Katharine est reléguée d’un château obscur à un autre.
Henry rompt avec Rome et devient le chef de l’Eglise de l’Angleterre et tous
ceux qui ne reconnaissent pas son nouveau statut (dont le Cardinal John Fisher
et le Chancelier Thomas More) y perdront leur vie. Comme Katharine, catholique
romaine convaincue, ne reconnaît certainement pas cette rupture avec Rome, elle
se séparera de plus en plus de ceux qui osent reconnaître la Suprématie de
l’Eglise d’Angleterre. Elle restera de plus en plus seule. Elle devra restituer
à Henry ses bijoux.
Son mariage sera
annulé par une Cour anglaise le 23 mai 1533 et, désormais, Katharine ne sera
plus Reine d’Angleterre, mais simplement Princesse Douairière de Galles, veuve
d’Arthur Tudor.

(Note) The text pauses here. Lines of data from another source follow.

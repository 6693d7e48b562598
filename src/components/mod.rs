//! UI Components
//!
//! Leptos components for the auth page and the task dashboard.

mod auth_page;
mod dashboard;
mod edit_task_modal;
mod feedback;
mod new_task_form;
mod task_row;

pub use auth_page::AuthPage;
pub use dashboard::DashboardPage;
pub use edit_task_modal::EditTaskModal;
pub use feedback::SyncFeedback;
pub use new_task_form::NewTaskForm;
pub use task_row::TaskRow;
//! Task-Dash Frontend App
//!
//! Wires the sync engine into context and routes between the auth page
//! and the dashboard.

use std::rc::Rc;

use leptos::prelude::*;
use leptos_router::components::{Route, Router, Routes};
use leptos_router::path;
use reactive_stores::Store;

use crate::api::HttpApi;
use crate::components::{AuthPage, DashboardPage};
use crate::config::ApiConfig;
use crate::context::AppContext;
use crate::session::LocalSession;
use crate::store::DashboardState;
use crate::sync::TaskSyncEngine;

#[component]
pub fn App() -> impl IntoView {
    let config = ApiConfig::from_build_env();
    log::info!("task API at {}", config.base_url);

    let session = LocalSession::new(config.token_key.clone());
    let engine = TaskSyncEngine::new(Rc::new(HttpApi::new(config)), Rc::new(session));

    // Provide context to all children
    provide_context(AppContext::new(engine));
    provide_context(Store::new(DashboardState::default()));

    view! {
        <Router>
            <Routes fallback=|| view! { <AuthPage/> }>
                <Route path=path!("/") view=AuthPage/>
                <Route path=path!("/dashboard") view=DashboardPage/>
            </Routes>
        </Router>
    }
}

Katharine (tout comme la papauté) ne reconnaîtra jamais cette annulation et exigera
qu’on l’appelle Reine d’Angleterre.
Le 25 janvier 1533 Henry épouse en secret sa maîtresse.
Katharine n’en
sera informée qu’en avril
1533. Lorsque la fille d’Anne Boleyn naît, le 7 septembre 1533 (ce n’est autre
que la future reine Elizabeth I) la princesse Mary, fille de Katharine d’Aragon
sera assignée comme dame d’honneur au bébé…Anne sera couronnée Reine d’Angleterre en juin 1533.

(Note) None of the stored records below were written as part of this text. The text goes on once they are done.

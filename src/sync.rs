//! Task Sync Engine
//!
//! Session-gated CRUD over the task API. Every successful mutation is
//! followed by a full list fetch, and the client list is replaced
//! wholesale by the server's answer. Nothing is patched locally.
//!
//! Overlapping list fetches resolve last-write-wins: each fetch takes a
//! generation number and answers from older generations are dropped.

use std::cell::{Cell, RefCell};
use std::rc::Rc;

use crate::api::TaskApi;
use crate::error::{ApiError, ApiResult, SyncError};
use crate::models::{Task, TaskPatch};
use crate::session::SessionStore;
use crate::validation;

pub const ADD_FAILED: &str = "Failed to add task.";
pub const TOGGLE_FAILED: &str = "Failed to toggle task status.";
pub const EDIT_FAILED: &str = "Failed to edit task.";
pub const DELETE_FAILED: &str = "Failed to delete task.";

#[derive(Debug, Clone, Copy, PartialEq, Eq, Default)]
pub enum SyncState {
    /// No token; the auth view is the only way forward
    #[default]
    Unauthenticated,
    /// Token present, nothing fetched yet
    Idle,
    Loading,
    Ready,
}

pub struct TaskSyncEngine<A, S> {
    api: Rc<A>,
    session: Rc<S>,
    tasks: RefCell<Vec<Task>>,
    state: Cell<SyncState>,
    generation: Cell<u64>,
}

impl<A: TaskApi, S: SessionStore> TaskSyncEngine<A, S> {
    pub fn new(api: Rc<A>, session: Rc<S>) -> Self {
        let state = if session.is_signed_in() {
            SyncState::Idle
        } else {
            SyncState::Unauthenticated
        };
        Self {
            api,
            session,
            tasks: RefCell::new(Vec::new()),
            state: Cell::new(state),
            generation: Cell::new(0),
        }
    }

    pub fn api(&self) -> &A {
        &self.api
    }

    pub fn session(&self) -> &S {
        &self.session
    }

    pub fn state(&self) -> SyncState {
        self.state.get()
    }

    /// Copy of the list from the last successful fetch
    pub fn tasks(&self) -> Vec<Task> {
        self.tasks.borrow().clone()
    }

    pub fn is_signed_in(&self) -> bool {
        self.session.is_signed_in()
    }

    /// Replace the client list with the server's current list
    pub async fn list(&self) -> Result<(), SyncError> {
        let token = self.token()?;

        let generation = self.generation.get() + 1;
        self.generation.set(generation);
        let previous = self.state.replace(SyncState::Loading);

        let result = self.api.list_tasks(&token).await;
        if generation != self.generation.get() {
            log::debug!("dropping superseded task list (generation {})", generation);
            return Ok(());
        }

        match result {
            Ok(tasks) => {
                log::debug!("loaded {} tasks", tasks.len());
                *self.tasks.borrow_mut() = tasks;
                self.state.set(SyncState::Ready);
                Ok(())
            }
            Err(ApiError::Rejected { status, .. }) => {
                log::warn!("task list refused with status {}, signing out", status);
                if self.sign_out() {
                    Err(SyncError::SessionRejected)
                } else {
                    Err(SyncError::NotSignedIn)
                }
            }
            Err(ApiError::Network(e)) => {
                log::warn!("task list unavailable: {}", e);
                let restored = match previous {
                    SyncState::Ready => SyncState::Ready,
                    _ => SyncState::Idle,
                };
                self.state.set(restored);
                Err(SyncError::Network)
            }
        }
    }

    pub async fn create(&self, title: &str) -> Result<(), SyncError> {
        validation::validate_title(title)?;
        let token = self.token()?;

        let outcome = self.api.create_task(&token, title).await;
        self.refetch_after(outcome, ADD_FAILED).await
    }

    /// Flip completion of a task currently in the list
    pub async fn toggle(&self, id: &str, currently_completed: bool) -> Result<(), SyncError> {
        let listed = self.tasks.borrow().iter().any(|task| task.id == id);
        if !listed {
            log::warn!("toggle requested for unknown task {}", id);
            return Err(SyncError::Failed(TOGGLE_FAILED));
        }
        let token = self.token()?;

        let patch = TaskPatch::completed(!currently_completed);
        let outcome = self.api.update_task(&token, id, &patch).await;
        self.refetch_after(outcome, TOGGLE_FAILED).await
    }

    pub async fn update(&self, id: &str, title: &str) -> Result<(), SyncError> {
        validation::validate_title(title)?;
        let token = self.token()?;

        let outcome = self.api.update_task(&token, id, &TaskPatch::title(title)).await;
        self.refetch_after(outcome, EDIT_FAILED).await
    }

    pub async fn delete(&self, id: &str) -> Result<(), SyncError> {
        let token = self.token()?;

        let outcome = self.api.delete_task(&token, id).await;
        self.refetch_after(outcome, DELETE_FAILED).await
    }

    pub fn logout(&self) {
        if self.sign_out() {
            log::info!("signed out");
        }
    }

    fn token(&self) -> Result<String, SyncError> {
        match self.session.get() {
            Some(token) => Ok(token),
            None => {
                self.sign_out();
                Err(SyncError::NotSignedIn)
            }
        }
    }

    async fn refetch_after(&self, outcome: ApiResult<()>, alert: &'static str) -> Result<(), SyncError> {
        if let Err(e) = outcome {
            log::warn!("{} ({})", alert, e);
            return Err(SyncError::Failed(alert));
        }
        self.list().await
    }

    /// Drop token, list and in-flight fetches. Returns whether this call
    /// performed the transition to `Unauthenticated`.
    fn sign_out(&self) -> bool {
        self.generation.set(self.generation.get() + 1);
        self.tasks.borrow_mut().clear();
        self.session.clear();
        self.state.replace(SyncState::Unauthenticated) != SyncState::Unauthenticated
    }
}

« Anne des Milles Jours »…Le 7 janvier 1536 Katharine d’Aragon mourra
seule, sans la présence de sa fille unique Mary, dans les bras de Maria de
Salinas, Lady Willoughby, qui l’a accompagnée d’Espagne 34
années auparavant. Henry et Anne montreront
leur joie, avec
un parfait mauvais goût,
en paraissant habillés en jaune lors d’un bal de la Cour.
Au « Beau Mois de Mai » de la même année Anne
Boleyn, accusée d’inceste et d’adultère, sera décapitée à la Tour de Londres.
Sic transit gloria mundi.
Fin de la série de 3 articles.
Elisheva Guggenheim -Mohos
comment ça se fait qu'on célèbre le mariage d'Anne et Henry avant l'annulation du mariage de
RépondreSupprimerCatherine et Henry?
Effectivement, le mariage d'Anne Boleyn et de Henry VIII précéde l'annulation décidée par le Cardinal Cranmer. Cranmer,( comme Henry) affirme que le mariage d'Henry et de Katharine n'a jamais été valable.Donc, Henry était, en fait, "célibataire" et en droit d'épouser qui il voulait. Mais alors, pourquoi annuler un mariage "inexistant"? Ce ne sera que la première de la longue série d'inconsistances d'Henry VIII.